3.3. Converting XML markup to annotations

Often, the best way (and sometimes the only way) to add a specific type of annotation to a text is by “manually” adding it to the data. This is frequently done with XML markup. For instance, the text that appears in the Text Field instance of figure 1 below is segmented into words by means of <w> tags whose type attribute indicates the “part of speech” associated with each word (e.g. DET, NOUN, PREP, and so on).

Specifying annotations values using the label of Text field instances

Figure 1: Sample text annotated using XML markup.

The role of widget Extract XML is to convert XML markup into annotated segments (in the sense of Orange Textable). In its basic version (see figure 2 below), the widget’s interface essentially requires the user to specify the name of the XML tags that must be imported, namely w in this example. The Remove markup checkbox indicates whether further markup (if any) detected within imported tags must be removed (there is no further markup in this example, so that this option has no effect here).

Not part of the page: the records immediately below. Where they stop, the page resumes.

//! Material properties

use serde::{Deserialize, Serialize};

use crate::error::{FEAError, FEAResult};

/// Material properties for structural analysis
///
/// Units are whatever the caller uses consistently (e.g. MPa with mm and N).
#[derive(Debug, Clone, Serialize, Deserialize)]
pub struct Material {
    /// Modulus of elasticity (Young's modulus)
    pub e: f64,
    /// Shear modulus
    pub g: f64,
    /// Poisson's ratio
    pub nu: f64,
    /// Specific weight / density
    pub rho: f64,
}

impl Material {
    /// Create a new material with given properties
    pub fn new(e: f64, g: f64, nu: f64, rho: f64) -> Self {
        Self { e, g, nu, rho }
    }

    /// Create a new isotropic material from E and nu
    /// G is calculated as E / (2 * (1 + nu))
    pub fn isotropic(e: f64, nu: f64, rho: f64) -> Self {
        let g = e / (2.0 * (1.0 + nu));
        Self::new(e, g, nu, rho)
    }

    /// Create a standard steel material in SI units (Pa, kg/m³)
    pub fn steel() -> Self {
        Self::new(200e9, 77e9, 0.3, 7850.0)
    }

    /// Reject properties that would make the stiffness matrix meaningless
    pub fn validate(&self, name: &str) -> FEAResult<()> {
        if !(self.e > 0.0 && self.e.is_finite()) {
            return Err(FEAError::InvalidInput(format!(
                "material '{}' must have a positive elastic modulus (got {})",
                name, self.e
            )));
        }
        if !(self.g > 0.0 && self.g.is_finite()) {
            return Err(FEAError::InvalidInput(format!(
                "material '{}' must have a positive shear modulus (got {})",
                name, self.g
            )));
        }
        Ok(())
    }
}

impl Default for Material {
    fn default() -> Self {
        Self::steel()
    }
}

#[cfg(test)]
mod tests {
    use super::*;

    #[test]
    fn test_isotropic_material() {
        let mat = Material::isotropic(200e9, 0.3, 7850.0);
        let expected_g = 200e9 / (2.0 * 1.3);
        assert!((mat.g - expected_g).abs() < 1.0);
    }

    #[test]
    fn test_concrete_shear_modulus() {
        let mat = Material::isotropic(24648.0, 0.2, 1e-3);
        assert!((mat.g - 10270.0).abs() < 1e-9);
    }

    #[test]
    fn test_validate_rejects_zero_modulus() {
        let mat = Material::isotropic(0.0, 0.2, 1e-3);
        assert!(matches!(mat.validate("Bad"), Err(FEAError::InvalidInput(_))));
        assert!(Material::steel().validate("Steel").is_ok());
    }
}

Interface of the Extract XML widget

Figure 2: Interface of the Extract XML widget.

After connecting the above Text Field and Extract XML instances, and the latter to an instance of Display, the reader can verify that the resulting segmentation contains a segment for the content of each <w> tag in the input text, and that this segment is annotated with key type and value DET, NOUN, or PREP (the three first such segments are shown on figure 3 below). Each attribute-value pair of each XML tag has indeed been automatically converted to a {key: value} annotation.

Annotations imported using Extract XML

Figure 3: Annotations imported using Extract XML.